Markets have long been touted as amoral entities, but sometimes law and morality intersect in the most obvious manner. SEC decided to prevent four penny stock companies from selling shares because of their claims of working on Ebola cures. The reason – they did not provide adequate information to back their claim.
The current Ebola outbreak produced around 5,000 deaths, making it the largest ever recorded in history. Many social, natural and medical disasters have their winners and losers. However, taking risks when investing in stock market related to such events should be a pursuit preceded by thorough investigation.

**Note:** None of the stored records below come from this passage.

//! UI events consumed by the reducer.
//!
//! Terminal input and timer ticks come from the runtime loop; every other
//! variant is the result of an effect handler, delivered through the inbox.

use crossterm::event::Event;
use habitrack_core::api::{DailyTrack, Habit, User};
use habitrack_core::guard::Guarded;

#[derive(Debug)]
pub enum UiEvent {
    /// Periodic timer; drives the alert lifecycle.
    Tick,
    Terminal(Event),
    Auth(AuthUiEvent),
    Today(TodayUiEvent),
    Habits(HabitsUiEvent),
}

#[derive(Debug, Clone, PartialEq, Eq)]
pub struct LoggedIn {
    pub username: String,
    pub points: i64,
}

#[derive(Debug)]
pub enum AuthUiEvent {
    /// `Err` carries the message to show under the form.
    LoginFinished(Result<LoggedIn, String>),
    SignUpFinished(Result<(), String>),
    LoggedOut,
}

#[derive(Debug)]
pub enum TodayUiEvent {
    UserLoaded(Guarded<User>),
    TrackLoaded(Guarded<DailyTrack>),
    MarkDoneFinished {
        habit_id: String,
        result: Guarded<()>,
    },
}

#[derive(Debug)]
pub enum HabitsUiEvent {
    Loaded(Guarded<Vec<Habit>>),
    Registered {
        name: String,
        /// Server-assigned id on success.
        result: Guarded<String>,
    },
    Deleted {
        id: String,
        result: Guarded<()>,
    },
}
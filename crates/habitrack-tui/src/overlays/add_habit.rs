//! Add-habit overlay.

use crossterm::event::{KeyCode, KeyEvent, KeyModifiers};
use habitrack_core::habits::MAX_HABITS;
use habitrack_core::validation::{HABIT_NAME_MAX_LEN, validate_habit_name};
use ratatui::Frame;
use ratatui::layout::Rect;
use ratatui::style::{Color, Style};
use ratatui::text::{Line, Span};
use ratatui::widgets::Paragraph;

use super::OverlayUpdate;
use crate::effects::UiEffect;
use crate::state::TuiState;

#[derive(Debug, Clone, Default)]
pub struct AddHabitState {
    pub input: String,
    /// Validation message for the current input.
    pub error: Option<String>,
}

impl AddHabitState {
    pub fn open() -> Self {
        Self::default()
    }

    pub fn render(&self, frame: &mut Frame, area: Rect) {
        render_add_habit_overlay(frame, self, area);
    }

    pub fn handle_key(&mut self, tui: &TuiState, key: KeyEvent) -> OverlayUpdate {
        let ctrl = key.modifiers.contains(KeyModifiers::CONTROL);

        // Clear error on any input
        if !matches!(key.code, KeyCode::Enter | KeyCode::Esc) {
            self.error = None;
        }

        match key.code {
            KeyCode::Esc => OverlayUpdate::close(),
            KeyCode::Char('c') if ctrl => OverlayUpdate::close(),
            KeyCode::Enter => {
                if !tui.habits.list.can_add() {
                    self.error = Some(format!("You can register up to {MAX_HABITS} habits"));
                    return OverlayUpdate::stay();
                }
                if tui.habits.pending {
                    self.error = Some("Another change is in progress...".to_string());
                    return OverlayUpdate::stay();
                }
                match validate_habit_name(&self.input) {
                    Ok(name) => OverlayUpdate::close().with_ui_effects(vec![
                        UiEffect::RegisterHabit {
                            name: name.to_string(),
                        },
                    ]),
                    Err(e) => {
                        self.error = Some(e.to_string());
                        OverlayUpdate::stay()
                    }
                }
            }
            KeyCode::Backspace => {
                self.input.pop();
                OverlayUpdate::stay()
            }
            KeyCode::Char(c) if !ctrl => {
                self.input.push(c);
                OverlayUpdate::stay()
            }
            _ => OverlayUpdate::stay(),
        }
    }
}

fn render_add_habit_overlay(frame: &mut Frame, state: &AddHabitState, area: Rect) {
    use super::render_utils::{
        InputHint, InputLine, OverlayConfig, render_input_line, render_overlay, render_separator,
    };

    let hints = [
        InputHint::new("Enter", "register"),
        InputHint::new("Esc", "cancel"),
    ];
    let layout = render_overlay(
        frame,
        area,
        &OverlayConfig {
            title: "New Habit",
            border_color: Color::Yellow,
            width: 50,
            height: 7,
            hints: &hints,
        },
    );

    let input_area = Rect::new(layout.body.x, layout.body.y, layout.body.width, 1);
    render_input_line(
        frame,
        input_area,
        &InputLine {
            value: &state.input,
            placeholder: Some("Habit name..."),
            prompt: "> ",
            prompt_color: Color::DarkGray,
            text_color: Color::Yellow,
            placeholder_color: Color::DarkGray,
            cursor_color: Some(Color::Yellow),
        },
    );

    render_separator(frame, layout.body, 1);

    let help = format!("Up to {HABIT_NAME_MAX_LEN} characters");
    let (help_text, help_style) = if let Some(error) = &state.error {
        (error.as_str(), Style::default().fg(Color::Red))
    } else {
        (help.as_str(), Style::default().fg(Color::DarkGray))
    };
    let help_area = Rect::new(layout.body.x, layout.body.y + 2, layout.body.width, 1);
    frame.render_widget(
        Paragraph::new(Line::from(Span::styled(help_text.to_string(), help_style))),
        help_area,
    );

    render_separator(frame, layout.body, 3);
}
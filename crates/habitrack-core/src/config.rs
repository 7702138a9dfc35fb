//! Configuration management for habitrack.
//!
//! Loads configuration from ${HABITRACK_HOME}/config.toml with sensible defaults.

use std::fs;
use std::path::Path;
use std::time::Duration;

use anyhow::{Context, Result};
use serde::{Deserialize, Serialize};

/// Environment variable that overrides `[api] base_url`.
pub const BASE_URL_ENV: &str = "HABITRACK_API_BASE_URL";

/// Returns the default config template with comments.
///
/// This is embedded from default_config.toml at compile time.
/// To update, edit default_config.toml directly.
fn default_config_template() -> &'static str {
    include_str!("../default_config.toml")
}

/// Merges user config values into the default template.
///
/// This ensures new comments/sections from the template are always present,
/// while preserving user's customized values.
fn merge_with_template(user_config: &str) -> Result<String> {
    use toml_edit::DocumentMut;

    let mut doc: DocumentMut = default_config_template()
        .parse()
        .context("Failed to parse default config template")?;

    let user_doc: DocumentMut = user_config.parse().context("Failed to parse user config")?;

    merge_items(doc.as_table_mut(), user_doc.as_table());

    Ok(doc.to_string())
}

/// Recursively merges items from source table into target table.
fn merge_items(target: &mut toml_edit::Table, source: &toml_edit::Table) {
    use toml_edit::Item;

    for (key, value) in source {
        match value {
            Item::Value(v) => {
                target[key] = Item::Value(v.clone());
            }
            Item::Table(src_table) => {
                if let Some(Item::Table(target_table)) = target.get_mut(key) {
                    merge_items(target_table, src_table);
                } else {
                    target[key] = Item::Table(src_table.clone());
                }
            }
            Item::ArrayOfTables(src_arr) => {
                target[key] = Item::ArrayOfTables(src_arr.clone());
            }
            Item::None => {}
        }
    }
}

pub mod paths {
    //! Path resolution for habitrack configuration and data directories.
    //!
    //! HABITRACK_HOME resolution order:
    //! 1. HABITRACK_HOME environment variable (if set)
    //! 2. ~/.config/habitrack (default)

    use std::path::PathBuf;

    /// Returns the habitrack home directory.
    ///
    /// Checks HABITRACK_HOME env var first, falls back to ~/.config/habitrack
    /// (or a relative `.habitrack` when no home directory can be determined).
    pub fn habitrack_home() -> PathBuf {
        if let Ok(home) = std::env::var("HABITRACK_HOME") {
            return PathBuf::from(home);
        }

        dirs::home_dir().map_or_else(
            || PathBuf::from(".habitrack"),
            |h| h.join(".config").join("habitrack"),
        )
    }

    /// Returns the path to the config.toml file.
    pub fn config_path() -> PathBuf {
        habitrack_home().join("config.toml")
    }

    /// Returns the path to the persisted client session (token, username, points).
    pub fn session_path() -> PathBuf {
        habitrack_home().join("session.json")
    }

    /// Returns the directory that receives log files.
    pub fn logs_dir() -> PathBuf {
        habitrack_home().join("logs")
    }
}

/// API server settings.
#[derive(Debug, Clone, PartialEq, Eq, Serialize, Deserialize)]
#[serde(default)]
pub struct ApiConfig {
    /// Base URL of the habit tracker API.
    pub base_url: String,
}

impl Default for ApiConfig {
    fn default() -> Self {
        Self {
            base_url: Config::DEFAULT_BASE_URL.to_string(),
        }
    }
}

/// Point increments applied by the daily completion flow.
#[derive(Debug, Clone, Copy, PartialEq, Eq, Serialize, Deserialize)]
#[serde(default)]
pub struct PointsConfig {
    /// Awarded for each habit marked done.
    pub habit_done: i64,
    /// Awarded once when the last undone habit of the day is marked done.
    pub all_done_bonus: i64,
}

impl Default for PointsConfig {
    fn default() -> Self {
        Self {
            habit_done: 3,
            all_done_bonus: 5,
        }
    }
}

/// Alert banner timing.
#[derive(Debug, Clone, Copy, PartialEq, Eq, Serialize, Deserialize)]
#[serde(default)]
pub struct AlertConfig {
    pub hide_after_ms: u64,
    pub clear_after_ms: u64,
}

impl Default for AlertConfig {
    fn default() -> Self {
        Self {
            hide_after_ms: 3000,
            clear_after_ms: 3500,
        }
    }
}

impl AlertConfig {
    pub fn hide_after(&self) -> Duration {
        Duration::from_millis(self.hide_after_ms)
    }

    /// Clear delay, never shorter than the hide delay.
    pub fn clear_after(&self) -> Duration {
        Duration::from_millis(self.clear_after_ms.max(self.hide_after_ms))
    }
}

/// Main configuration structure.
#[derive(Debug, Clone, Default, PartialEq, Eq, Serialize, Deserialize)]
#[serde(default)]
pub struct Config {
    pub api: ApiConfig,
    pub points: PointsConfig,
    pub alert: AlertConfig,
}

impl Config {
    const DEFAULT_BASE_URL: &str = "http://localhost:8080";

    /// Loads configuration from the default config path.
    ///
    /// # Errors
    /// Returns an error if the file exists but cannot be read or parsed.
    pub fn load() -> Result<Self> {
        Self::load_from(&paths::config_path())
    }

    /// Loads configuration from a specific path.
    /// Returns defaults if file doesn't exist.
    ///
    /// # Errors
    /// Returns an error if the file exists but cannot be read or parsed.
    pub fn load_from(path: &Path) -> Result<Self> {
        if path.exists() {
            let contents = fs::read_to_string(path)
                .with_context(|| format!("Failed to read config from {}", path.display()))?;
            toml::from_str(&contents)
                .with_context(|| format!("Failed to parse config from {}", path.display()))
        } else {
            Ok(Config::default())
        }
    }

    /// Returns the API base URL to use.
    ///
    /// Resolution order:
    /// 1. `HABITRACK_API_BASE_URL` env var (if set and non-empty)
    /// 2. `[api] base_url` (if non-empty)
    /// 3. Default: `http://localhost:8080`
    ///
    /// A trailing slash is stripped.
    ///
    /// # Errors
    /// Returns an error if the chosen URL does not parse.
    pub fn effective_base_url(&self) -> Result<String> {
        let from_env = std::env::var(BASE_URL_ENV).ok();
        resolve_base_url(from_env.as_deref(), &self.api.base_url)
    }

    /// Saves only the `[api] base_url` field to a specific config file path.
    ///
    /// Creates the file with default template if it doesn't exist.
    /// If file exists, merges user values into the latest template.
    ///
    /// # Errors
    /// Returns an error if `base_url` is not a valid URL or the file cannot be
    /// read, parsed, or written.
    pub fn save_base_url_to(path: &Path, base_url: &str) -> Result<()> {
        use toml_edit::{DocumentMut, value};

        let base_url = resolve_base_url(None, base_url)?;

        let contents = if path.exists() {
            let user_config = fs::read_to_string(path)
                .with_context(|| format!("Failed to read config from {}", path.display()))?;
            merge_with_template(&user_config)?
        } else {
            default_config_template().to_string()
        };

        let mut doc: DocumentMut = contents
            .parse()
            .with_context(|| format!("Failed to parse config from {}", path.display()))?;

        doc["api"]["base_url"] = value(base_url.as_str());

        Self::write_config(path, &doc.to_string())
    }

    /// Creates a default config file at the given path.
    ///
    /// # Errors
    /// Returns an error if the file already exists or cannot be written.
    pub fn init(path: &Path) -> Result<()> {
        if path.exists() {
            anyhow::bail!("Config file already exists at {}", path.display());
        }

        Self::write_config(path, default_config_template())
    }

    /// Generates a fresh config TOML from Rust defaults.
    ///
    /// Used by `xtask update-default-config` to keep `default_config.toml`
    /// in sync with `Config::default()`. The embedded template provides the
    /// structure and comments; generated values overwrite its values.
    ///
    /// # Errors
    /// Returns an error if serialization or template parsing fails.
    pub fn generate() -> Result<String> {
        use toml_edit::DocumentMut;

        let generated_toml = toml::to_string(&Config::default())
            .context("Failed to serialize default config to TOML")?;

        let mut doc: DocumentMut = default_config_template()
            .parse()
            .context("Failed to parse default config template")?;

        let generated_doc: DocumentMut = generated_toml
            .parse()
            .context("Failed to parse generated config")?;

        merge_items(doc.as_table_mut(), generated_doc.as_table());

        Ok(doc.to_string())
    }

    /// Writes config content to a file, creating parent directories as needed.
    /// Uses atomic write (temp file + rename) to prevent corruption.
    fn write_config(path: &Path, content: &str) -> Result<()> {
        if let Some(parent) = path.parent() {
            fs::create_dir_all(parent)
                .with_context(|| format!("Failed to create directory {}", parent.display()))?;
        }

        let tmp_path = path.with_extension("toml.tmp");
        fs::write(&tmp_path, content)
            .with_context(|| format!("Failed to write config to {}", tmp_path.display()))?;
        fs::rename(&tmp_path, path).with_context(|| {
            format!(
                "Failed to rename {} to {}",
                tmp_path.display(),
                path.display()
            )
        })?;

        Ok(())
    }
}

/// Picks env over config over default, validates, and strips a trailing slash.
fn resolve_base_url(env_value: Option<&str>, config_value: &str) -> Result<String> {
    let chosen = env_value
        .map(str::trim)
        .filter(|s| !s.is_empty())
        .or_else(|| Some(config_value.trim()).filter(|s| !s.is_empty()))
        .unwrap_or(Config::DEFAULT_BASE_URL);

    url::Url::parse(chosen).with_context(|| format!("Invalid API base URL: {chosen}"))?;
    Ok(chosen.trim_end_matches('/').to_string())
}

#[cfg(test)]
mod tests {
    use std::fs;

    use tempfile::tempdir;

    use super::*;

    #[test]
    fn test_load_missing_file_returns_defaults() {
        let dir = tempdir().unwrap();
        let config_path = dir.path().join("nonexistent.toml");

        let config = Config::load_from(&config_path).unwrap();
        assert_eq!(config, Config::default());
        assert_eq!(config.points.habit_done, 3);
    }

    #[test]
    fn test_load_partial_config_merges_defaults() {
        let dir = tempdir().unwrap();
        let config_path = dir.path().join("config.toml");

        fs::write(&config_path, "[points]\nhabit_done = 10\n").unwrap();

        let config = Config::load_from(&config_path).unwrap();
        assert_eq!(config.points.habit_done, 10);
        assert_eq!(config.points.all_done_bonus, 5);
        assert_eq!(config.api.base_url, "http://localhost:8080");
    }

    #[test]
    fn test_init_creates_config_with_defaults() {
        let dir = tempdir().unwrap();
        let config_path = dir.path().join("subdir").join("config.toml");

        Config::init(&config_path).unwrap();

        let contents = fs::read_to_string(&config_path).unwrap();
        assert!(contents.contains("# habitrack Configuration"));
        assert!(contents.contains("habit_done = 3"));
        assert_eq!(Config::load_from(&config_path).unwrap(), Config::default());
    }

    #[test]
    fn test_init_fails_if_exists() {
        let dir = tempdir().unwrap();
        let config_path = dir.path().join("config.toml");

        fs::write(&config_path, "").unwrap();

        assert!(Config::init(&config_path).is_err());
    }

    #[test]
    fn test_generate_matches_template_values() {
        let generated = Config::generate().unwrap();
        let parsed: Config = toml::from_str(&generated).unwrap();
        assert_eq!(parsed, Config::default());
        assert!(generated.contains("# Points awarded when a single habit is marked done."));
    }

    #[test]
    fn test_save_base_url_preserves_other_values() {
        let dir = tempdir().unwrap();
        let config_path = dir.path().join("config.toml");
        fs::write(&config_path, "[points]\nall_done_bonus = 20\n").unwrap();

        Config::save_base_url_to(&config_path, "https://habits.example.com").unwrap();

        let config = Config::load_from(&config_path).unwrap();
        assert_eq!(config.api.base_url, "https://habits.example.com");
        assert_eq!(config.points.all_done_bonus, 20);
        let contents = fs::read_to_string(&config_path).unwrap();
        assert!(contents.contains("# Base URL of the habit tracker API server."));
    }

    #[test]
    fn test_save_base_url_rejects_invalid_url() {
        let dir = tempdir().unwrap();
        let config_path = dir.path().join("config.toml");

        let err = Config::save_base_url_to(&config_path, "not a url").unwrap_err();
        assert!(err.to_string().contains("Invalid API base URL"));
        assert!(!config_path.exists());
    }

    #[test]
    fn test_base_url_env_wins_over_config() {
        let url = resolve_base_url(Some("http://env.example:9000/"), "http://cfg.example").unwrap();
        assert_eq!(url, "http://env.example:9000");
    }

    #[test]
    fn test_base_url_blank_falls_back_to_default() {
        let url = resolve_base_url(Some("   "), "  ").unwrap();
        assert_eq!(url, "http://localhost:8080");
    }

    #[test]
    fn test_base_url_invalid_is_error() {
        assert!(resolve_base_url(None, "not a url").is_err());
    }

    #[test]
    fn test_alert_clear_never_precedes_hide() {
        let alert = AlertConfig {
            hide_after_ms: 4000,
            clear_after_ms: 1000,
        };
        assert_eq!(alert.clear_after(), alert.hide_after());
    }
}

“We move quickly to protect investors when we see thinly-traded stocks being promoted with questionable information that make them ripe for pump-and-dump schemes,” said Elisha Frank, Co-Chair of the SEC Enforcement Division’s Microcap Fraud Task Force. “Fraudsters are constantly exploiting issues of public concern to tout a penny stock company supposedly in the business of addressing the latest crisis,” she added in the written statement.
SEC decided to stop the transactions for up to 10 days, asking the four companies to provide adequate information on how the funds will be used. At the moment, SEC says that none of the four companies has come up with “publicly available information.”
Bravo Enterprises Ltd., a New-York-based company formerly known as Organa Gardens, claimed to develop air-to-air harvesters, USA Today notes. California-based Immunotech Laboratories Inc. allegedly works on “protein-based therapeutic and diagnostics products with applications in HIV/AIDS.” Canada-based Myriad Interactive Media Inc develops activities in e-commerce. Another California-based company, Wholehealth Products Inc, is formerly known as Gulf Western Petroleum. Now it claimed to produce and distribute vitro diagnostic tests.
Stock market investment has always been a risky process. But investors have to double check if publicly traded companies provide any hard evidence to back their claims.